School is back in session. Let the games begin! But before the games can begin, you have to turn in the medical eligibility form (kids sports exam). So what do you do?
We’ve all been there. At the beginning of the school year, it’s easy to allow the paperwork to pile up, and before you know it, it’s time for sports physicals. You can avoid this extra hassle if you schedule your child’s wellness exam and sports physical for the same appointment.
Even if your child isn’t planning on participating in organized sports at school, it’s still a good idea to get a sport’s physical for children who participate in physically demanding activities like snowboarding, skiing, jogging, climbing, and hiking.
What’s a PPE?
A PPE is a Pre-participation Physical Evaluation is a sports physical. This physical is based on The Pre-participation Physical Evaluation (PPE) Monograph, 5th Edition, which was created as a resource for medical providers to keep athletes safe and healthy while participating in sports.
Where and When Should a PPE Take Place?
Ideally, your child’s primary care provider will perform a PPE during their regular annual check-up. If this is not possible, the PPE should be conducted at least six weeks before the first preseason practice to allow time to evaluate the athlete and treat any medical conditions found during the visit.
Depending on state law, an MD, DO, nurse practitioner, or physician assistant can perform the PPE examination. They will have the clinical training to evaluate and determine the medical eligibility of the athlete on a broad range of health issues.
Why go to your regular pediatrician or healthcare provider for the PPE?
- Your child’s medical records all in the same place.
- Pediatricians are trained to identify and treat both medical and bone/joint problems that are commonly seen in children and teenagers who play sports.
- Pediatricians can ensure your child is caught up on immunizations.
- If your child is not as active as they should be, your pediatrician can counsel your child on the benefits of physical activity.
- The American Academy of Pediatricians (AAP) states that it is best to steer clear of mass screenings done at school or a pharmacy clinic where the medical record and immunizations may not be available for the best care. If something abnormal is found at a mass screening, your child likely will have to visit his primary physician. This may delay sports participation.
What Happens at a PPE?
You will complete a health history form for your child. You can save a lot of time by completing the health history form before the appointment. A separate form is available for children with disabilities.
During the exam, the healthcare provider will complete the PPE physical examination form. This form guides primary care providers in conducting a system-based examination to include the:
- Cardiovascular system
- Nervous system
- Respiratory system
- Gastrointestinal and urogenital systems
- General medical conditions
- Mental health
The provider will then complete a medical eligibility form and will declare the child medically eligible for sports:
- Without restrictions
- Without restriction, but further evaluation needed
- Listed on the form
The provider may also determine the child is not medically eligible for any sports, pending further evaluation or not medically eligible for any sports.
What Are the Basics the Doctor Looks for During the Exam?
Although rare in athletes, sudden cardiac deaths can occur.
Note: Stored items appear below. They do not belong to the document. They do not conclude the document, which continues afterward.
#[cfg(test)]
mod tests {
    use super::*;
    use sift_store::SingleVolume;

    fn workspace() -> (tempfile::TempDir, Workspace) {
        let dir = tempfile::tempdir().unwrap();
        let storage = SingleVolume::new(dir.path().join("ws")).unwrap();
        let ws = Workspace::with_storage("w1", Box::new(storage), &Config::default());
        (dir, ws)
    }

    const PAPER: &[u8] = b"\\documentclass{article}\n\\begin{document}\nHi\n\\end{document}\n";

    #[test]
    fn loose_tex_file_is_ready() {
        let (_dir, mut ws) = workspace();
        let outcome = ws.add_file("paper.tex", PAPER).unwrap();

        assert_eq!(outcome.added, ["paper.tex"]);
        assert!(!outcome.has_errors());
        assert_eq!(ws.source_type(), SourceType::Tex);
        assert_eq!(ws.readiness(), Readiness::Ready);
        let record = ws.file("paper.tex").unwrap();
        assert!(record.flags.is_checked);
        assert_eq!(record.file_type, FileType::Latex2e);
    }

    #[test]
    fn empty_workspace_is_not_ready() {
        let (_dir, ws) = workspace();
        assert_eq!(ws.readiness(), Readiness::Errors);
        assert_eq!(ws.status().source_files, 0);
    }

    #[test]
    fn loose_file_name_is_sanitized() {
        let (_dir, mut ws) = workspace();
        let outcome = ws.add_file("C:\\work\\paper.tex", PAPER).unwrap();

        assert_eq!(outcome.added, ["work/paper.tex"]);
        let entries = &outcome.files["work/paper.tex"];
        assert!(entries.iter().any(|e| e.code == LogCode::AbsolutePath));
    }

    #[test]
    fn remove_and_replace() {
        let (_dir, mut ws) = workspace();
        ws.add_file("paper.tex", PAPER).unwrap();
        ws.add_file("fig.pdf", b"%PDF-1.4\ntruncated\n").unwrap();
        assert_eq!(ws.readiness(), Readiness::Errors);

        let outcome = ws
            .replace_file("fig.pdf", b"%PDF-1.4\nbody\n%%EOF\n")
            .unwrap();
        assert!(!outcome.has_errors());
        assert_eq!(ws.file("fig.pdf").unwrap().file_type, FileType::Pdf);
        assert_eq!(ws.readiness(), Readiness::Ready);

        ws.remove_file("fig.pdf").unwrap();
        assert!(ws.file("fig.pdf").is_none());
        assert_eq!(ws.status().removed_files, 1);
        assert!(matches!(ws.remove_file("fig.pdf"), Err(Error::NotFound(_))));
    }

    #[test]
    fn remove_all_leaves_nothing_active() {
        let (_dir, mut ws) = workspace();
        ws.add_file("a.tex", PAPER).unwrap();
        ws.add_file("b.tex", PAPER).unwrap();
        ws.remove_all().unwrap();

        assert_eq!(ws.status().removed_files, 2);
        assert_eq!(ws.source_type(), SourceType::Invalid);
        assert_eq!(ws.readiness(), Readiness::Errors);
    }

    #[test]
    fn checksum_follows_content() {
        let (_dir, mut ws) = workspace();
        let empty = ws.checksum().to_string();
        ws.add_file("a.tex", PAPER).unwrap();
        let one = ws.checksum().to_string();
        assert_ne!(empty, one);

        ws.replace_file("a.tex", b"\\documentclass{book}\n").unwrap();
        assert_ne!(ws.checksum(), one);
    }

    #[test]
    fn locking_requires_admin_and_blocks_mutation() {
        let (_dir, mut ws) = workspace();
        assert!(matches!(ws.lock(Capability::User), Err(Error::PermissionDenied(_))));

        ws.lock(Capability::Admin).unwrap();
        ws.lock(Capability::Admin).unwrap();
        assert!(ws.status().locked);
        assert!(matches!(ws.add_file("a.tex", PAPER), Err(Error::WorkspaceLocked(_))));

        ws.unlock(Capability::Admin).unwrap();
        ws.add_file("a.tex", PAPER).unwrap();
    }

    #[test]
    fn released_workspace_is_read_only() {
        let (_dir, mut ws) = workspace();
        ws.add_file("a.tex", PAPER).unwrap();
        ws.release().unwrap();

        assert!(matches!(
            ws.add_file("b.tex", PAPER),
            Err(Error::InvalidState { status: Status::Released, .. })
        ));
        assert!(ws.get_package().is_ok());
        assert_eq!(ws.read_file("a.tex").unwrap(), PAPER);
    }

    #[test]
    fn purge_is_terminal() {
        let (_dir, mut ws) = workspace();
        ws.add_file("a.tex", PAPER).unwrap();
        ws.purge().unwrap();
        ws.purge().unwrap();

        assert_eq!(ws.status().status, Status::Purged);
        assert!(ws.list_files().is_empty());
        assert!(ws.get_package().is_err());
        assert!(ws.lock(Capability::Admin).is_err());
    }

    #[test]
    fn persist_is_idempotent() {
        let (_dir, mut ws) = workspace();
        ws.add_file("a.tex", PAPER).unwrap();
        let checksum = ws.checksum().to_string();

        ws.persist().unwrap();
        assert!(ws.file("a.tex").unwrap().flags.is_persisted);
        assert_eq!(ws.persist().unwrap(), 0);
        assert_eq!(ws.checksum(), checksum);
        assert_eq!(ws.persist_file("a.tex").unwrap(), Persisted::AlreadyDurable);
    }

    #[test]
    fn state_round_trips_through_restore() {
        let dir = tempfile::tempdir().unwrap();
        let config = Config {
            storage: sift_store::StorageConfig::Single {
                root: dir.path().to_path_buf(),
            },
            ..Config::default()
        };
        let mut ws = Workspace::create("w2", &config).unwrap();
        ws.add_file("a.tex", PAPER).unwrap();
        ws.add_file("b.pdf", b"%PDF-1.4\n").unwrap();
        let state = ws.state();
        drop(ws);

        let restored = Workspace::restore(state.clone(), &config).unwrap();
        assert_eq!(restored.state(), state);
        assert_eq!(restored.readiness(), Readiness::Errors);
        assert_eq!(restored.read_file("a.tex").unwrap(), PAPER);
    }
}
The doctor will go over a list of questions about heart health with you and your child. These may include asking:
- About symptoms that may suggest problems with the heart.
- The child or parent about any past heart evaluations or whether the child has a history of high blood pressure.
- About any family history of heart problems or heart disease.
Few children are at risk for heart problems, and most are cleared without restriction. If any red flags do come up, a pediatric cardiologist’s opinion may be required before the child can be cleared to play.
It is not uncommon for children and adolescents to experience concerns with emotional health. Factor in the pressures kids experience in sports and performing arts and the number of kids struggling with:
- Attention deficits increases
That is why it is important to have your child evaluated by someone that they trust in a private setting rather than a mass physical— so that healthcare providers can ask sensitive questions to discover any concerns about your child’s mental health and recommend treatments.
Concerns of Female Athletes
Female athletes and performers have unique concerns known as the female athlete triad, which include menstrual health, bone health, and nutrition/calorie intake.
Young females are also at a higher risk than males for certain bone and joint injuries, including ACL tears. The PPE has built-in questions and tests that can lead to treatment and prevention programs that will help keep your daughter safer.
Concerns of Disabled Athletes
Every child deserves the opportunity to compete and participate in sports. For children and teens with physical disabilities such as:
- Lack of full vision
- Loss of use of arms or legs
- Muscle control problems
A careful sports physical can help direct them to activities that are the most appropriate.
Concussions and Head Injuries
A healthcare professional needs to clear athletes with known or possible concussions before returning to sports or exercise activities. Be aware that a child who has had one or more concussions is at a greater risk for more concussions.